The PlayStation 2, GameCube, and Xbox versions of Harry Potter and the Philosopher's Stone received mixed reviews from critics, according to the review aggregator platform Metacritic, the GameCube version of the game received an average score of 62 out of 100, the PlayStation 2 version an average score of 56 out of 100, and the Xbox version an average score of 59 out of 100.

Worth Playing said the voice acting was "probably the game's best aural aspect", as the actors "deliver their lines in a believable and fitting style." IGN found the voice dialogue to be "well acted and very crisp." GamePro said the game was "more interactive and enjoyable" than the PlayStation version.

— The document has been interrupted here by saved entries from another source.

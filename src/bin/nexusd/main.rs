//! `nexusd` — thin process entrypoint (§4.9 ambient addition). `serve` is the
//! default subcommand; `status`/`init-token` are the smallest operable shim
//! around the daemon, not a full job-submission client.

use clap::{Parser, Subcommand};
use nexus::auth::AuthGate;
use nexus::config;
use nexus::gpu::GpuProbe;
use nexus::logs::LogBuffer;
use nexus::notify::Notifier;
use nexus::scheduler::Scheduler;
use nexus::server::{self, ServerState};
use nexus::session::TmuxRunner;
use nexus::store::Store;
use std::path::PathBuf;
use std::sync::Arc;
use std::time::Duration;

#[derive(Debug, Parser)]
#[command(name = "nexusd", author, version, about = "Nexus GPU job scheduler daemon")]
struct Nexusd {
    #[command(subcommand)]
    command: Option<Commands>,

    /// Overrides $NEXUS_HOME / the platform data dir.
    #[arg(long, global = true)]
    home: Option<PathBuf>,
}

#[derive(Debug, Subcommand)]
enum Commands {
    /// Run the scheduler and HTTP server (default).
    Serve,
    /// Check whether the configured port answers `/health`.
    Status,
    /// Regenerate the bearer token file.
    InitToken,
}

#[tokio::main]
async fn main() -> anyhow::Result<()> {
    let cli = Nexusd::parse();
    let home = match cli.home {
        Some(h) => h,
        None => config::home_dir()?,
    };

    match cli.command.unwrap_or(Commands::Serve) {
        Commands::Serve => serve(&home).await,
        Commands::Status => status(&home).await,
        Commands::InitToken => init_token(&home),
    }
}

async fn serve(home: &std::path::Path) -> anyhow::Result<()> {
    let log_buffer = LogBuffer::new();
    init_logging(log_buffer.clone());

    let config = config::load_config(home)?;
    let auth_gate = Arc::new(AuthGate::init(home)?);
    let store = Store::open(&config::db_path(home))?;
    let gpu_probe = Arc::new(GpuProbe::new(Duration::from_secs(1))?);
    let runner: Arc<dyn nexus::session::SessionRunner> = Arc::new(TmuxRunner::default());
    let notifier = Arc::new(Notifier::new(&config.notifications));
    let jobs_root = config::jobs_dir(home);
    std::fs::create_dir_all(&jobs_root)?;

    let scheduler = Arc::new(Scheduler::new(
        store.clone(),
        gpu_probe.clone(),
        runner,
        notifier,
        jobs_root,
        config.daemon.clone(),
    ));
    scheduler.reconcile_orphans()?;
    let scheduler_task = tokio::spawn(scheduler.clone().run());

    let server_state = ServerState {
        store,
        gpu_probe,
        log_buffer,
        config: config.daemon.clone(),
        started_at: std::time::Instant::now(),
    };
    let app = server::router(server_state, auth_gate);
    let listener = server::bind(&config.daemon).await?;
    tracing::info!(addr = %listener.local_addr()?, "nexusd listening");

    axum::serve(
        listener,
        app.into_make_service_with_connect_info::<std::net::SocketAddr>(),
    )
    .with_graceful_shutdown(shutdown_signal())
    .await?;

    scheduler.stop_handle().store(true, std::sync::atomic::Ordering::SeqCst);
    if let Err(e) = scheduler_task.await {
        tracing::warn!(error = %e, "scheduler task did not shut down cleanly");
    }

    tracing::info!("nexusd shutdown complete");
    Ok(())
}

async fn shutdown_signal() {
    use tokio::signal::unix::{signal, SignalKind};

    let mut sigterm = signal(SignalKind::terminate()).expect("failed to register SIGTERM handler");
    let mut sigint = signal(SignalKind::interrupt()).expect("failed to register SIGINT handler");

    tokio::select! {
        _ = sigterm.recv() => tracing::info!("received SIGTERM, shutting down"),
        _ = sigint.recv() => tracing::info!("received SIGINT, shutting down"),
    }
}

async fn status(home: &std::path::Path) -> anyhow::Result<()> {
    let config = config::load_config(home)?;
    let url = format!("http://{}:{}/v1/health", config.daemon.host, config.daemon.port);
    match reqwest::get(&url).await {
        Ok(resp) if resp.status().is_success() => {
            println!("nexusd is up ({url})");
            Ok(())
        }
        Ok(resp) => anyhow::bail!("{url} returned {}", resp.status()),
        Err(e) => anyhow::bail!("nexusd is not reachable at {url}: {e}"),
    }
}

fn init_token(home: &std::path::Path) -> anyhow::Result<()> {
    let gate = AuthGate::regenerate(home)?;
    println!("{}", gate.token());
    Ok(())
}

fn init_logging(log_buffer: LogBuffer) {
    use tracing_subscriber::prelude::*;

    let env_filter = tracing_subscriber::EnvFilter::try_from_default_env()
        .unwrap_or_else(|_| tracing_subscriber::EnvFilter::new("info"));

    tracing_subscriber::registry()
        .with(env_filter)
        .with(tracing_subscriber::fmt::layer().with_ansi(true))
        .with(tracing_subscriber::fmt::layer().with_ansi(false).with_writer(log_buffer))
        .init();
}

Computer and Video Games commented on Hogwarts saying it is a "curiously flat experience, and not helped by the chronically jerky frame rate." X-Play said the game's camera angles were "the worst offender ... It's a maddening and uncooperative system." Soundtrack Geek's Jon Blough identified Jeremy Soule's music for the soundtrack as too short. He also added that "the menacing and relaxing cues [in the music] fail[ed] to provide anything definitive." GameZone observed the tasks and quests and stated they ... aren't as compelling [as Chamber of Secrets], and the puzzles seem a little lacking." In Japan, Famitsu gave the GameCube and PlayStation 2 versions a score of all four sixes for a total of 24 out of 40.

Aggregate scores
| Aggregator | Score |  |  |
| GameCube | PS2 | Xbox |
| GameRankings | 63.31% | 57.90% | 61.82% |
| Metacritic | 62/100 | 56/100 | 59/100 |

Review scores
| Publication | Score |  |  |
| GameCube | PS2 | Xbox |
| Famitsu | 24/40 | 24/40 | N/A |
| Game Informer | N/A | 5/10 | N/A |
| GamePro | N/A | 3.5/5 | N/A |
| GameRevolution | D+ | D+ | D+ |
| GameSpot | 6.1/10 | 6.1/10 | 6.1/10 |
| GameSpy | 2/5 | 2/5 | 2/5 |
| GameZone | 7/10 | 6.3/10 | 8/10 |
| IGN | 6.4/10 | 6.4/10 | 6.4/10 |
| Nintendo Power | 4/5 | N/A | N/A |
| Official U.S. PlayStation Magazine | N/A | 1.5/5 | N/A |
| Official Xbox Magazine (US) | N/A | N/A | 6.2/10 |

===Awards===
Both versions of the game received multiple nominations. The sixth generation versions received a nomination for a Golden Joystick Award in 2003 for "MTV Film Adaptation of the Year" but lost to The Lord of the Rings: The Two Towers.